7 Traits For Effective Social Interactions
As head of the world's largest professional networking site, LinkedIn CEO Jeff Weiner knows better than anyone what companies are looking for in recruiting new talent, and that effective social skills equal job security. According to Weiner, careers involving social interaction and social skills will be most coveted and secure in our automated future. "As powerful as AI will ultimately become and is becoming, we're still a ways away from computers being able to replicate and replace human interaction and human touch. So there's a wonderful incentive for people to develop these skills because those jobs are going to be more stable for a longer period of time," says Weiner.
Among the most valuable social skills is the gift of persuasion. Carmine Gallo, in his book Five Stars: The Communication Secrets to Get from Good to Great, emphasizes, "The ability to convince others that your ideas matter is the single greatest skill that will give you a competitive edge at a time when the combined forces of globalization, automation, and artificial intelligence trigger a wave of anxiety across every profession in every country."
In other words, whether currently employed or a job seeker, you need to master the art of persuasion. In today's job market and that of the future, if you're able to successfully articulate your ideas and set fire to the collective imagination, nothing - not even high-level communication technologies such as AI - will stop you. And even better, nobody will replace you.
Not everyone is born with the ability to make strong connections. That's a gift. But there are certain fundamental, transferable skills that everyone can learn. And it is incumbent on businesses to make them a mandatory part of customer service training. The most basic expression of warmth is both simple and an incredible CX opportunity. It's how to create an emotional connection, yet it is extremely hard to find in the real world today. I'm referring to a smile.
Emotional Health Management: Talk Less, Smile More
Quoting a line from the play Hamilton, "Talk less, smile more," billionaire Richard Branson adds, "If everyone did this the world would be a happier place. Stopping to really listen, pay attention to your companion, and truly hear what they are saying, is all too rare. Often we are too quick to step in and talk over them, especially in the business world."

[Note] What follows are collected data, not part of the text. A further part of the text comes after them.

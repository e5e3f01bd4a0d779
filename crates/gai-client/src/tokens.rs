use std::path::{Path, PathBuf};

use serde::{Deserialize, Serialize};

pub const ACCESS_TOKEN_FILE: &str = "access_token";
pub const REFRESH_TOKEN_FILE: &str = "refresh_token";

/// Access + refresh token pair for one operator session.
#[derive(Debug, Clone, PartialEq, Eq, Serialize, Deserialize)]
pub struct CredentialPair {
    pub access: String,
    pub refresh: String,
}

/// Keeps the session's tokens on disk under fixed file names so a session
/// survives between CLI invocations.
#[derive(Debug, Clone)]
pub struct TokenStore {
    dir: PathBuf,
}

impl TokenStore {
    /// The directory is created lazily on the first save.
    pub fn new(dir: &Path) -> Self {
        Self {
            dir: dir.to_path_buf(),
        }
    }

    /// Both tokens, or `None` if either is missing or empty.
    pub fn load(&self) -> Option<CredentialPair> {
        let access = self.read(ACCESS_TOKEN_FILE)?;
        let refresh = self.read(REFRESH_TOKEN_FILE)?;
        Some(CredentialPair { access, refresh })
    }

    pub fn save(&self, pair: &CredentialPair) -> gai_core::Result<()> {
        self.save_access(&pair.access)?;
        gai_core::io::atomic_write(&self.dir.join(REFRESH_TOKEN_FILE), pair.refresh.as_bytes())
    }

    pub fn save_access(&self, access: &str) -> gai_core::Result<()> {
        gai_core::io::atomic_write(&self.dir.join(ACCESS_TOKEN_FILE), access.as_bytes())
    }

    /// Discard both tokens (no-op if none are stored).
    pub fn clear(&self) -> gai_core::Result<()> {
        gai_core::io::remove_if_exists(&self.dir.join(ACCESS_TOKEN_FILE))?;
        gai_core::io::remove_if_exists(&self.dir.join(REFRESH_TOKEN_FILE))
    }

    fn read(&self, name: &str) -> Option<String> {
        std::fs::read_to_string(self.dir.join(name))
            .ok()
            .map(|s| s.trim().to_owned())
            .filter(|s| !s.is_empty())
    }
}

Analytical skills will always be important, but here is where strong interpersonal skills can make all the difference in both business and personal interactions. When you give the other person room to speak, offering the warmth of a smile and truly listening rather than interrupting or internally focusing on what you'll say next, your connection will have much more meaning. It will also likely reward you with a smile from the person who's truly feeling heard and understood.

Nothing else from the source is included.